__What is being asked__
Repeat the whole listing. Keep it exact.

__Data for processing__
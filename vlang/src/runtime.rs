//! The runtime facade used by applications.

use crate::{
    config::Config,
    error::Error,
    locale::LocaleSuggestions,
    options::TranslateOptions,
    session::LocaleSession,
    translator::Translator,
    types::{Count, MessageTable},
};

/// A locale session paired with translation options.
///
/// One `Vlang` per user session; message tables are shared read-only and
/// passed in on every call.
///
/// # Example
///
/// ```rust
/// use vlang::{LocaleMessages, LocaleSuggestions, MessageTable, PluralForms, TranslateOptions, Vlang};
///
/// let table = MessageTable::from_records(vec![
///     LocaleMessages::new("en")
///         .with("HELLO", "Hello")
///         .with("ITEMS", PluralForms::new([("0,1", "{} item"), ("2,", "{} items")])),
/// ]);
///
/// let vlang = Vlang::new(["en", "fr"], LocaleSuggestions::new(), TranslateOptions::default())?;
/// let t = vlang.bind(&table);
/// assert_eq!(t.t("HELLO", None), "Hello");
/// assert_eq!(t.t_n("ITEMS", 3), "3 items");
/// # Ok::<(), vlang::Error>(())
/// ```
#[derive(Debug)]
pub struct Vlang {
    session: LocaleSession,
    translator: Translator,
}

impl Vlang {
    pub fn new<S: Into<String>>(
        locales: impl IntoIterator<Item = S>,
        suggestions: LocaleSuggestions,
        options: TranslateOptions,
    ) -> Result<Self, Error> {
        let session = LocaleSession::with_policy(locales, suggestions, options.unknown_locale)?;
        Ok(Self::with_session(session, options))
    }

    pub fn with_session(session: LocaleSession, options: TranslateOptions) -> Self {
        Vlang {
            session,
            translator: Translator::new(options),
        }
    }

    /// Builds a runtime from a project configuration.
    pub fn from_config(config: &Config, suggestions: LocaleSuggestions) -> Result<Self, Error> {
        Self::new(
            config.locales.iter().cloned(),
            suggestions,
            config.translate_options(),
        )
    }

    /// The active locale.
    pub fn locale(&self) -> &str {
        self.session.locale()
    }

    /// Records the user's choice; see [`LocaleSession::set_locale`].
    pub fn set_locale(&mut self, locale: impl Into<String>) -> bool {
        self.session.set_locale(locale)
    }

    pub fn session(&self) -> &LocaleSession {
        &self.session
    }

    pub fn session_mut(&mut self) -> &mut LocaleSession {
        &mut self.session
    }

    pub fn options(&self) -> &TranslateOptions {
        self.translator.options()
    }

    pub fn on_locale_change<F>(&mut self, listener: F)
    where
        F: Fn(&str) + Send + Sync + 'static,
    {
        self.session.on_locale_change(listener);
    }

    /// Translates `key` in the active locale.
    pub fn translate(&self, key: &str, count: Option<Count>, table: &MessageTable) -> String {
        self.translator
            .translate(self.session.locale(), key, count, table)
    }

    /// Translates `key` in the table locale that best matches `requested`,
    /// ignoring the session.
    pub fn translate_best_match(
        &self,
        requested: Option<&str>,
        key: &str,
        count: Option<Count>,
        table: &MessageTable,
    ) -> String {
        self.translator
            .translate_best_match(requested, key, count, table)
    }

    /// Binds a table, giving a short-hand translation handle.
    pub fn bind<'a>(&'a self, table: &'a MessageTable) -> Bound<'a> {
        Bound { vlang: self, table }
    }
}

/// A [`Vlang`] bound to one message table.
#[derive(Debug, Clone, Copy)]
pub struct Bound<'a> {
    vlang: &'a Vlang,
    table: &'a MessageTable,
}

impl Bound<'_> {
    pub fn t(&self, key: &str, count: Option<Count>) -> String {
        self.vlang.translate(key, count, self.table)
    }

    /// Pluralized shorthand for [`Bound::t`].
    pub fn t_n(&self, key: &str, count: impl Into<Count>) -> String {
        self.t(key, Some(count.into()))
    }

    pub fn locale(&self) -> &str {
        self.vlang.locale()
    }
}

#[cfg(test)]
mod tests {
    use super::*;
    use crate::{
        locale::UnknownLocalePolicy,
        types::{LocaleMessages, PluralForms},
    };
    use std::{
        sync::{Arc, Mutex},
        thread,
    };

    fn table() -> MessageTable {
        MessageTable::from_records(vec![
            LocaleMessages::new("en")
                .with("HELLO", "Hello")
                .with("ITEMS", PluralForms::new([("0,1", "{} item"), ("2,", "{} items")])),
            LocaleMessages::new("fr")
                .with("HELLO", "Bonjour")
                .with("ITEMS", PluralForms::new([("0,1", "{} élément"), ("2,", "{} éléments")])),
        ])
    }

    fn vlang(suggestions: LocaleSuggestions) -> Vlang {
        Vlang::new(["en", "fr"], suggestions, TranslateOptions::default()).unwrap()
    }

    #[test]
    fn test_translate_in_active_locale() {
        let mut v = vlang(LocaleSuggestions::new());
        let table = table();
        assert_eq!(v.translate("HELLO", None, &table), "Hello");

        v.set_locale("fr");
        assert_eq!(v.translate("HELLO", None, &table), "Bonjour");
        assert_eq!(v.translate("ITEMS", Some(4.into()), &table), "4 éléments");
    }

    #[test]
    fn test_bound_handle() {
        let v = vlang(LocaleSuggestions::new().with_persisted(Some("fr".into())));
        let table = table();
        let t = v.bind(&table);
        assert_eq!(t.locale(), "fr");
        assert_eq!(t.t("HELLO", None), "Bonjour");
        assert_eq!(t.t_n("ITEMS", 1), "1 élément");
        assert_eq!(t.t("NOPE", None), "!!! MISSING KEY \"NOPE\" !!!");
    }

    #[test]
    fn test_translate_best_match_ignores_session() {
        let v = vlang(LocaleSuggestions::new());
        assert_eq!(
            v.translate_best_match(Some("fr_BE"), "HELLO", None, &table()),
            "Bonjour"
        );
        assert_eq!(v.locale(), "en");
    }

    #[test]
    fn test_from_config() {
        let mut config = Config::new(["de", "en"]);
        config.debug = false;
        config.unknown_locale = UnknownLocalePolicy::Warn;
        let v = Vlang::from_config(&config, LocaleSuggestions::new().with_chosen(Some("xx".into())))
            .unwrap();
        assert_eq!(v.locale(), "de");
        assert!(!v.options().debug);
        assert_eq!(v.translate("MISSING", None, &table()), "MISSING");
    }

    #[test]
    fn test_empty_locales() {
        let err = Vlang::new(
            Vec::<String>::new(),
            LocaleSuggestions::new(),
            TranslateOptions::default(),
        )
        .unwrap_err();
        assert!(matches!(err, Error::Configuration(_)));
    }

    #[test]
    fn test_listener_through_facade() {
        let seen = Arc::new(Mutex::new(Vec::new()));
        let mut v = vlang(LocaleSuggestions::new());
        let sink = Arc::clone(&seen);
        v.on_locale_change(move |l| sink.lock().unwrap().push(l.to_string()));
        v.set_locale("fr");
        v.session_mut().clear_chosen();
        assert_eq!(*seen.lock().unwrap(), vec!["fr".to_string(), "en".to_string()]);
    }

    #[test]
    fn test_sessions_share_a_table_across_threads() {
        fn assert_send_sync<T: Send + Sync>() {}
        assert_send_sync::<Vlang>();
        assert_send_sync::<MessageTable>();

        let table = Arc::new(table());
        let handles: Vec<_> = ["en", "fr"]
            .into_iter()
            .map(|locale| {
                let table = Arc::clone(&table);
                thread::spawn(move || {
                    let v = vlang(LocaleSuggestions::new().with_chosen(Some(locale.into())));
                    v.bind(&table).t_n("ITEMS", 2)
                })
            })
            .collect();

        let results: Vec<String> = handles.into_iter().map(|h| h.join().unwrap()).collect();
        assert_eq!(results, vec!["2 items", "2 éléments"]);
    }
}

__Result of this task__
filename vlang/src/runtime.rs
//! The runtime facade used by applications.

use crate::{
    config::Config,
    error::Error,
    locale::LocaleSuggestions,
    options::TranslateOptions,
    session::LocaleSession,
    translator::Translator,
    types::{Count, MessageTable},
};

/// A locale session paired with translation options.
///
/// One `Vlang` per user session; message tables are shared read-only and
/// passed in on every call.
///
/// # Example
///
/// ```rust
/// use vlang::{LocaleMessages, LocaleSuggestions, MessageTable, PluralForms, TranslateOptions, Vlang};
///
/// let table = MessageTable::from_records(vec![
///     LocaleMessages::new("en")
///         .with("HELLO", "Hello")
///         .with("ITEMS", PluralForms::new([("0,1", "{} item"), ("2,", "{} items")])),
/// ]);
///
/// let vlang = Vlang::new(["en", "fr"], LocaleSuggestions::new(), TranslateOptions::default())?;
/// let t = vlang.bind(&table);
/// assert_eq!(t.t("HELLO", None), "Hello");
/// assert_eq!(t.t_n("ITEMS", 3), "3 items");
/// # Ok::<(), vlang::Error>(())
/// ```
#[derive(Debug)]
pub struct Vlang {
    session: LocaleSession,
    translator: Translator,
}

impl Vlang {
    pub fn new<S: Into<String>>(
        locales: impl IntoIterator<Item = S>,
        suggestions: LocaleSuggestions,
        options: TranslateOptions,
    ) -> Result<Self, Error> {
        let session = LocaleSession::with_policy(locales, suggestions, options.unknown_locale)?;
        Ok(Self::with_session(session, options))
    }

    pub fn with_session(session: LocaleSession, options: TranslateOptions) -> Self {
        Vlang {
            session,
            translator: Translator::new(options),
        }
    }

    /// Builds a runtime from a project configuration.
    pub fn from_config(config: &Config, suggestions: LocaleSuggestions) -> Result<Self, Error> {
        Self::new(
            config.locales.iter().cloned(),
            suggestions,
            config.translate_options(),
        )
    }

    /// The active locale.
    pub fn locale(&self) -> &str {
        self.session.locale()
    }

    /// Records the user's choice; see [`LocaleSession::set_locale`].
    pub fn set_locale(&mut self, locale: impl Into<String>) -> bool {
        self.session.set_locale(locale)
    }

    pub fn session(&self) -> &LocaleSession {
        &self.session
    }

    pub fn session_mut(&mut self) -> &mut LocaleSession {
        &mut self.session
    }

    pub fn options(&self) -> &TranslateOptions {
        self.translator.options()
    }

    pub fn on_locale_change<F>(&mut self, listener: F)
    where
        F: Fn(&str) + Send + Sync + 'static,
    {
        self.session.on_locale_change(listener);
    }

    /// Translates `key` in the active locale.
    pub fn translate(&self, key: &str, count: Option<Count>, table: &MessageTable) -> String {
        self.translator
            .translate(self.session.locale(), key, count, table)
    }

    /// Translates `key` in the table locale that best matches `requested`,
    /// ignoring the session.
    pub fn translate_best_match(
        &self,
        requested: Option<&str>,
        key: &str,
        count: Option<Count>,
        table: &MessageTable,
    ) -> String {
        self.translator
            .translate_best_match(requested, key, count, table)
    }

    /// Binds a table, giving a short-hand translation handle.
    pub fn bind<'a>(&'a self, table: &'a MessageTable) -> Bound<'a> {
        Bound { vlang: self, table }
    }
}

/// A [`Vlang`] bound to one message table.
#[derive(Debug, Clone, Copy)]
pub struct Bound<'a> {
    vlang: &'a Vlang,
    table: &'a MessageTable,
}

impl Bound<'_> {
    pub fn t(&self, key: &str, count: Option<Count>) -> String {
        self.vlang.translate(key, count, self.table)
    }

    /// Pluralized shorthand for [`Bound::t`].
    pub fn t_n(&self, key: &str, count: impl Into<Count>) -> String {
        self.t(key, Some(count.into()))
    }

    pub fn locale(&self) -> &str {
        self.vlang.locale()
    }
}

#[cfg(test)]
mod tests {
    use super::*;
    use crate::{
        locale::UnknownLocalePolicy,
        types::{LocaleMessages, PluralForms},
    };
    use std::{
        sync::{Arc, Mutex},
        thread,
    };

    fn table() -> MessageTable {
        MessageTable::from_records(vec![
            LocaleMessages::new("en")
                .with("HELLO", "Hello")
                .with("ITEMS", PluralForms::new([("0,1", "{} item"), ("2,", "{} items")])),
            LocaleMessages::new("fr")
                .with("HELLO", "Bonjour")
                .with("ITEMS", PluralForms::new([("0,1", "{} élément"), ("2,", "{} éléments")])),
        ])
    }

    fn vlang(suggestions: LocaleSuggestions) -> Vlang {
        Vlang::new(["en", "fr"], suggestions, TranslateOptions::default()).unwrap()
    }

    #[test]
    fn test_translate_in_active_locale() {
        let mut v = vlang(LocaleSuggestions::new());
        let table = table();
        assert_eq!(v.translate("HELLO", None, &table), "Hello");

        v.set_locale("fr");
        assert_eq!(v.translate("HELLO", None, &table), "Bonjour");
        assert_eq!(v.translate("ITEMS", Some(4.into()), &table), "4 éléments");
    }

    #[test]
    fn test_bound_handle() {
        let v = vlang(LocaleSuggestions::new().with_persisted(Some("fr".into())));
        let table = table();
        let t = v.bind(&table);
        assert_eq!(t.locale(), "fr");
        assert_eq!(t.t("HELLO", None), "Bonjour");
        assert_eq!(t.t_n("ITEMS", 1), "1 élément");
        assert_eq!(t.t("NOPE", None), "!!! MISSING KEY \"NOPE\" !!!");
    }

    #[test]
    fn test_translate_best_match_ignores_session() {
        let v = vlang(LocaleSuggestions::new());
        assert_eq!(
            v.translate_best_match(Some("fr_BE"), "HELLO", None, &table()),
            "Bonjour"
        );
        assert_eq!(v.locale(), "en");
    }

    #[test]
    fn test_from_config() {
        let mut config = Config::new(["de", "en"]);
        config.debug = false;
        config.unknown_locale = UnknownLocalePolicy::Warn;
        let v = Vlang::from_config(&config, LocaleSuggestions::new().with_chosen(Some("xx".into())))
            .unwrap();
        assert_eq!(v.locale(), "de");
        assert!(!v.options().debug);
        assert_eq!(v.translate("MISSING", None, &table()), "MISSING");
    }

    #[test]
    fn test_empty_locales() {
        let err = Vlang::new(
            Vec::<String>::new(),
            LocaleSuggestions::new(),
            TranslateOptions::default(),
        )
        .unwrap_err();
        assert!(matches!(err, Error::Configuration(_)));
    }

    #[test]
    fn test_listener_through_facade() {
        let seen = Arc::new(Mutex::new(Vec::new()));
        let mut v = vlang(LocaleSuggestions::new());
        let sink = Arc::clone(&seen);
        v.on_locale_change(move |l| sink.lock().unwrap().push(l.to_string()));
        v.set_locale("fr");
        v.session_mut().clear_chosen();
        assert_eq!(*seen.lock().unwrap(), vec!["fr".to_string(), "en".to_string()]);
    }

    #[test]
    fn test_sessions_share_a_table_across_threads() {
        fn assert_send_sync<T: Send + Sync>() {}
        assert_send_sync::<Vlang>();
        assert_send_sync::<MessageTable>();

        let table = Arc::new(table());
        let handles: Vec<_> = ["en", "fr"]
            .into_iter()
            .map(|locale| {
                let table = Arc::clone(&table);
                thread::spawn(move || {
                    let v = vlang(LocaleSuggestions::new().with_chosen(Some(locale.into())));
                    v.bind(&table).t_n("ITEMS", 2)
                })
            })
            .collect();

        let results: Vec<String> = handles.into_iter().map(|h| h.join().unwrap()).collect();
        assert_eq!(results, vec!["2 items", "2 éléments"]);
    }
}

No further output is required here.